What is required:
Transcribe the lines from the start of the data below through the line with "to the internal line segment.", word for word and nothing more.

BEGIN Source material

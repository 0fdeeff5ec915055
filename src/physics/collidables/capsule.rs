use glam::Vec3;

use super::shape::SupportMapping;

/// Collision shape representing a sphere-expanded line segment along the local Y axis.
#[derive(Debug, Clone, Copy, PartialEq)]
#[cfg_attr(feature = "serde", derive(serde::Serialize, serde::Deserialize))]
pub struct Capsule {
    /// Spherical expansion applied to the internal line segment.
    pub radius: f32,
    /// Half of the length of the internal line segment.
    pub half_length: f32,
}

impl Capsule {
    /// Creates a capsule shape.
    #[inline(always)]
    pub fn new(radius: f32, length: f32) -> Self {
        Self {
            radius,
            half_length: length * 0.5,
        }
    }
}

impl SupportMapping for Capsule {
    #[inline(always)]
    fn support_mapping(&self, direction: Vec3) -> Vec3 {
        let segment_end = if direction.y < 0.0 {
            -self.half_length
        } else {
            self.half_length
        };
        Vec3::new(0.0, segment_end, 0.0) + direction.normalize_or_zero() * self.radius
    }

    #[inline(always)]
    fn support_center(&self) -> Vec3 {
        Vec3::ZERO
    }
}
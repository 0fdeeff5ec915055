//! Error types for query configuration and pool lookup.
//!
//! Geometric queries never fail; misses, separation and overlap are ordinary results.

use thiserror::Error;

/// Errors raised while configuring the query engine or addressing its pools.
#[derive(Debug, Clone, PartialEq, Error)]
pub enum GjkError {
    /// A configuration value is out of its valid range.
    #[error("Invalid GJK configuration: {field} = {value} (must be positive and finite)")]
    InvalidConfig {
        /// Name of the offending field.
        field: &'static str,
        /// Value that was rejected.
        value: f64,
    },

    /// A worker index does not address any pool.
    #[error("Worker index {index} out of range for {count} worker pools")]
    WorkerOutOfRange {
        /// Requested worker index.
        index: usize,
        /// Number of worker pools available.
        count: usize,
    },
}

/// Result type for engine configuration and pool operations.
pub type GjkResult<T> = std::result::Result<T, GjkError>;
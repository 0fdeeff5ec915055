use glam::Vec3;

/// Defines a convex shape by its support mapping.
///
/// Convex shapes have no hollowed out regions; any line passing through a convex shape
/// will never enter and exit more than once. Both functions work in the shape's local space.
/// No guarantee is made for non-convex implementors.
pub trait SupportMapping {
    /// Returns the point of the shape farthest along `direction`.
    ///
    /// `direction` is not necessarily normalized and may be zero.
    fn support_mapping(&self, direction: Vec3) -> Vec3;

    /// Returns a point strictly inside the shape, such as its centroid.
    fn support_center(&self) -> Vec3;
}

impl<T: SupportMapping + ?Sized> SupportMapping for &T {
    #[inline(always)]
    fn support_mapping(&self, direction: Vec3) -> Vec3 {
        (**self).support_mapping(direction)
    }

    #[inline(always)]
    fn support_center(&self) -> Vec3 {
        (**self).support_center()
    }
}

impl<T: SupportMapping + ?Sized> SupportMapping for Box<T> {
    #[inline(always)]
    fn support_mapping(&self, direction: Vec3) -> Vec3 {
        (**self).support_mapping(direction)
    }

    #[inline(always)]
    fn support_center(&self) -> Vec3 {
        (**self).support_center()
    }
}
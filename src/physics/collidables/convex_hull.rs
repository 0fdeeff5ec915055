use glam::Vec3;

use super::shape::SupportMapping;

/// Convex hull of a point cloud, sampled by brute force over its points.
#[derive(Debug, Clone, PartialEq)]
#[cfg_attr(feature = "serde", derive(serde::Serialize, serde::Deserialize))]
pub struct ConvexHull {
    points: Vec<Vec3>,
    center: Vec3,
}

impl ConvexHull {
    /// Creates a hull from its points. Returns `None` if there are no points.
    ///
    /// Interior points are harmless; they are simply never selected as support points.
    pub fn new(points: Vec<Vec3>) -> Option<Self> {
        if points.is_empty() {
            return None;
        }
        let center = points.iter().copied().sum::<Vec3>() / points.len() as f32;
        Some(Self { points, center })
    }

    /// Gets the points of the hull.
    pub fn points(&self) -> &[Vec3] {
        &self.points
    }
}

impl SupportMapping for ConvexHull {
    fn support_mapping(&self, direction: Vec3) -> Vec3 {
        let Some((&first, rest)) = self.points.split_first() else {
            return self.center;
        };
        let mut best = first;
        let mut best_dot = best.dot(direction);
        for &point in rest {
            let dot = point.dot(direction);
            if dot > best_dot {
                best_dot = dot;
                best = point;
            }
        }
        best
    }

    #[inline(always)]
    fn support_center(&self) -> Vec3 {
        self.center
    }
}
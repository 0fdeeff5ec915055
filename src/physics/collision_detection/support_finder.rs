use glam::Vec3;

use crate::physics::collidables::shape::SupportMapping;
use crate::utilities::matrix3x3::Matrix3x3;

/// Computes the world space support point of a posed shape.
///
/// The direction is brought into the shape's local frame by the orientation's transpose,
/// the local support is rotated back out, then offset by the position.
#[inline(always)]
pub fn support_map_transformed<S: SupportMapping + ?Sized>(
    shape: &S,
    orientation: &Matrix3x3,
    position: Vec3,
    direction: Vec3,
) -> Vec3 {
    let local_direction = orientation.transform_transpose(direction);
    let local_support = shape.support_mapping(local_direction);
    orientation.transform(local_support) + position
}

END Source material

Task solution:
repository 0fdeeff5ec915055
filename src/physics/collidables/capsule.rs
use glam::Vec3;

use super::shape::SupportMapping;

/// Collision shape representing a sphere-expanded line segment along the local Y axis.
#[derive(Debug, Clone, Copy, PartialEq)]
#[cfg_attr(feature = "serde", derive(serde::Serialize, serde::Deserialize))]
pub struct Capsule {
    /// Spherical expansion applied to the internal line segment.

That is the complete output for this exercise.